use glam::Vec2;

use crate::INTERSECT_EPSILON;

/// A finite 2D probe: origin plus travel. Both the movement solver and the
/// world raycast sweep one of these against collision segments.
#[derive(Debug, Clone, Copy)]
pub struct Trace {
    pub origin: Vec2,
    pub delta: Vec2,
}

impl Trace {
    #[inline]
    pub const fn new(origin: Vec2, delta: Vec2) -> Self {
        Self { origin, delta }
    }

    #[inline]
    pub fn between(start: Vec2, end: Vec2) -> Self {
        Self {
            origin: start,
            delta: end - start,
        }
    }

    #[inline]
    pub fn point_at(&self, t: f32) -> Vec2 {
        self.origin + self.delta * t
    }
}

#[inline]
fn cross(lhs: Vec2, rhs: Vec2) -> f32 {
    lhs.x * rhs.y - lhs.y * rhs.x
}

/// Fractional intercept of `trace` against the finite segment `other`.
///
/// Parametric cross-product test. Parallel segments never intersect, and a
/// hit requires both parameters in `[0,1]`. Returns the fraction along
/// `trace` so callers can order hits by distance.
#[inline]
pub fn segment_intercept(trace: Trace, other: Trace) -> Option<f32> {
    let denominator = cross(trace.delta, other.delta);
    if denominator.abs() <= INTERSECT_EPSILON {
        return None;
    }
    let offset = other.origin - trace.origin;
    let t = cross(offset, other.delta) / denominator;
    let u = cross(offset, trace.delta) / denominator;
    if (0.0..=1.0).contains(&t) && (0.0..=1.0).contains(&u) {
        return Some(t);
    }
    None
}

/// Which side of the trace line the point falls on: 0 front, 1 back.
#[inline]
pub fn point_on_side(trace: Trace, point: Vec2) -> usize {
    let offset = point - trace.origin;
    if cross(trace.delta, offset) <= 0.0 {
        return 0;
    }
    1
}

• • • • •

▶ _YOUR TASK_:
Please copy each line above exactly as written.

▶ _TASK ANSWER_:
use glam::Vec2;

use crate::INTERSECT_EPSILON;

/// A finite 2D probe: origin plus travel. Both the movement solver and the
/// world raycast sweep one of these against collision segments.
#[derive(Debug, Clone, Copy)]
pub struct Trace {
    pub origin: Vec2,
    pub delta: Vec2,
}

impl Trace {
    #[inline]
    pub const fn new(origin: Vec2, delta: Vec2) -> Self {
        Self { origin, delta }
    }

    #[inline]
    pub fn between(start: Vec2, end: Vec2) -> Self {
        Self {
            origin: start,
            delta: end - start,
        }
    }

    #[inline]
    pub fn point_at(&self, t: f32) -> Vec2 {
        self.origin + self.delta * t
    }
}

#[inline]
fn cross(lhs: Vec2, rhs: Vec2) -> f32 {
    lhs.x * rhs.y - lhs.y * rhs.x
}

/// Fractional intercept of `trace` against the finite segment `other`.
///
/// Parametric cross-product test. Parallel segments never intersect, and a
/// hit requires both parameters in `[0,1]`. Returns the fraction along
/// `trace` so callers can order hits by distance.
#[inline]
pub fn segment_intercept(trace: Trace, other: Trace) -> Option<f32> {
    let denominator = cross(trace.delta, other.delta);
    if denominator.abs() <= INTERSECT_EPSILON {
        return None;
    }
    let offset = other.origin - trace.origin;
    let t = cross(offset, other.delta) / denominator;
    let u = cross(offset, trace.delta) / denominator;
    if (0.0..=1.0).contains(&t) && (0.0..=1.0).contains(&u) {
        return Some(t);
    }
    None
}

/// Which side of the trace line the point falls on: 0 front, 1 back.
#[inline]
pub fn point_on_side(trace: Trace, point: Vec2) -> usize {
    let offset = point - trace.origin;
    if cross(trace.delta, offset) <= 0.0 {
        return 0;
    }
    1
}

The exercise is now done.